Today, we face threats of a truly global nature that cannot be turned into a zero-sum game. Either we all lose, or we all win. We can all win only if we work together and combine our efforts. I already mentioned terrorism, weapons proliferation in an age of nuclear annihilation, drug trafficking, organised crime of all kinds, and cybercrime.

Incidentally, among the various accusations that have come our way during the US presidential campaign, you will have heard the allegations that we are supposedly engaged in cybercrime and our hackers are breaking into the sites of the Democratic Party, the FBI and National Security Agency. Experts with real knowledge of how the hacker community is organised say that this is nonsense. But the accusations keep coming even so. Furthermore, over many years now, a couple dozen of our citizens have been arrested at the USA’s request in third countries, and in half of these cases have been illegally extradited to the United States and prosecuted there. Nearly all of them have been accused of cybercrime. A year ago now, our General Prosecutor’s Office made an official request to the United States to hold consultations on cooperation in ensuring cybersecurity, as this is an issue of great concern to us too. We do not want our citizens, if the accusations against them should prove true, to be taking part in unlawful activity. Last November, we proposed holding serious consultations at the expert level, but we got no response. This January, I reminded US Secretary of State John Kerry about this matter and said that we would at least like to receive a response. He said that the idea is a good one and that he would work on it. I reminded him again in May, and yet again when we met a week ago in Geneva to discuss Syria. He was surprised that we still had not received a response. The US Justice Department, to which the request was sent after our reminder, refused to send a written response. We were given a verbal response that they do not see any sense in cooperation in this area. US Secretary of State John Kerry said that this was not really the right approach and that he would try to change this very arrogant and, most important, incomprehensible position taken by the Justice Department. This is an anomaly that just goes to show that there is an exception to every rule.

Generally, of course, there is a growing realisation in the West, including in the United States, that without us it is very difficult to resolve certain problems, be it Syria, Iraq, Libya or many other crises. Apart from geographical issues – the nonproliferation of nuclear weapons and eliminating risks related to chemical and biological weapons – we are now working to put in place a mechanism to ensure the verification of the implementation of the convention on the prohibition of biological and toxic weapons by all parties concerned. Everyone seems to be ready but the Americans are effectively blocking the process. We know that the Americans have an array of biological research programmes, including with our neighbours. Their refusal to create a mechanism to oversee the implementation of The Biological Weapons Convention suggests that these research projects are far from peaceful. We are also in dialogue with them but so far they are dodging a frank conversation. Backed by China and other countries, we have proposed drafting a convention to counter acts of chemical and biological terrorism.
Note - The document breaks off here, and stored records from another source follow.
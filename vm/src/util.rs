use std::any::Any;

use tracing_forest::ForestLayer;
use tracing_subscriber::util::SubscriberInitExt;
use tracing_subscriber::{layer::SubscriberExt, EnvFilter};

/// Keeps the profiling layer alive; dropping it flushes the profile.
pub type LoggerGuard = Option<Box<dyn Any>>;

/// Initializes the global tracing subscriber.
///
/// The default `Level` is `INFO`; `RUST_LOG` overrides it. With the
/// `tracing-profile` or `perfetto` feature the profiling layer is installed
/// instead. Calling it again once a subscriber is set is a no-op.
pub fn init_logger() -> LoggerGuard {
    if cfg!(feature = "tracing-profile") || cfg!(feature = "perfetto") {
        match tracing_profile::init_tracing() {
            Ok(guard) => return Some(Box::new(guard)),
            Err(err) => eprintln!("failed to initialize profiling layer: {err:?}"),
        }
    }

    let filter = EnvFilter::try_from_default_env().unwrap_or_else(|_| EnvFilter::new("info"));
    let _ = tracing_subscriber::registry()
        .with(filter)
        .with(ForestLayer::default())
        .try_init();
    None
}
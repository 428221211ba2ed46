use tracing::{debug, trace};

use super::{ExecutionContext, RunArgs, RunState, VmError, STACK_LIMIT};
use crate::{
    config::VmConfig,
    host::{BaseHost, HostEnvironment},
    opcodes::Opcode,
    stats::ExecutionStats,
};

/// Steps bytecode one instruction at a time.
///
/// The interpreter is stateless apart from its host and counters, so the
/// same instance can run any number of programs in sequence.
pub struct Interpreter {
    host: Box<dyn HostEnvironment>,
    config: VmConfig,
    stats: ExecutionStats,
}

impl Default for Interpreter {
    fn default() -> Self {
        Self::new(Box::new(BaseHost))
    }
}

impl std::fmt::Debug for Interpreter {
    fn fmt(&self, f: &mut std::fmt::Formatter<'_>) -> std::fmt::Result {
        f.debug_struct("Interpreter")
            .field("config", &self.config)
            .field("steps", &self.stats.total_steps())
            .finish_non_exhaustive()
    }
}

impl Interpreter {
    pub fn new(host: Box<dyn HostEnvironment>) -> Self {
        Self {
            host,
            config: VmConfig::default(),
            stats: ExecutionStats::default(),
        }
    }

    pub fn with_config(mut self, config: VmConfig) -> Self {
        self.config = config;
        self
    }

    pub const fn config(&self) -> &VmConfig {
        &self.config
    }

    pub fn host(&self) -> &dyn HostEnvironment {
        self.host.as_ref()
    }

    pub fn host_mut(&mut self) -> &mut dyn HostEnvironment {
        self.host.as_mut()
    }

    pub const fn stats(&self) -> &ExecutionStats {
        &self.stats
    }

    pub fn initialize(&self, args: RunArgs) -> RunState {
        RunState::new(args)
    }

    /// Executes the instruction at `state.pc`.
    ///
    /// On error, and when the instruction halts, the program counter is left
    /// on the executing instruction. Memory and calldata access tracking
    /// describes this step only.
    pub fn step(&mut self, state: &mut RunState) -> Result<(), VmError> {
        let pc = state.pc;
        // Running off the end of the code is an implicit STOP.
        let byte = state.code.get(pc).copied().unwrap_or(u8::from(Opcode::Stop));
        let info = Opcode::lookup(byte);

        state.memory.reset_tracking();
        state.call_data.reset_tracking();
        state.opcode = info.opcode;

        let result = check_stack(state, info.stack_in, info.stack_out).and_then(|()| {
            state.pc += 1;
            let mut ctx = ExecutionContext::new(state, self.host.as_mut(), &self.config);
            info.opcode.execute(&mut ctx)
        });

        state.error = result.err();
        if state.error.is_some() || state.stopped {
            state.pc = pc;
        }
        self.stats.record(info.opcode, state.error);

        trace!(
            pc,
            opcode = info.name,
            errno = state.errno(),
            next_pc = state.pc,
            depth = state.stack.len(),
            "step"
        );
        result
    }

    /// Steps until the run halts, fails, runs out of code or `step_count`
    /// steps were executed (zero meaning no limit). Returns the number of
    /// steps executed.
    pub fn resume(&mut self, state: &mut RunState, step_count: usize) -> usize {
        let mut executed = 0;
        while state.is_running() {
            // The error is recorded in the state and ends the loop.
            let _ = self.step(state);
            executed += 1;
            if step_count != 0 && executed == step_count {
                break;
            }
        }
        executed
    }

    pub fn run(&mut self, args: RunArgs) -> RunState {
        let step_count = args.step_count;
        let mut state = self.initialize(args);
        let executed = self.resume(&mut state, step_count);
        debug!(
            steps = executed,
            pc = state.pc,
            errno = state.errno(),
            stopped = state.stopped,
            return_len = state.return_value.len(),
            "run finished"
        );
        state
    }
}

fn check_stack(state: &RunState, stack_in: usize, stack_out: usize) -> Result<(), VmError> {
    let depth = state.stack.len();
    if depth < stack_in {
        return Err(VmError::StackUnderflow);
    }
    if depth - stack_in + stack_out > STACK_LIMIT {
        return Err(VmError::StackOverflow);
    }
    Ok(())
}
To reiterate, these initiatives enjoy broad support, which would not have been possible during the Cold War years. The fact that so far the Americans are opposed to moving forward with practical steps along these lines only goes to show that they are slower than others to abandon bad habits, one of which is of course the belief in their own exceptionalism. However, time cures all. Unfortunately, this will not happen anytime soon. Our American colleagues have developed a genetic code whereby the most important thing is that they decide everything themselves. But life is more complicated than a genetic code. So I hope that in the historically foreseeable future they will eventually come to understand the need to be in sync with the objective trends of global development.

Question: Mr Lavrov, apart from an excellent command of foreign languages, what set of qualities, competences and skills should a would-be diplomat have?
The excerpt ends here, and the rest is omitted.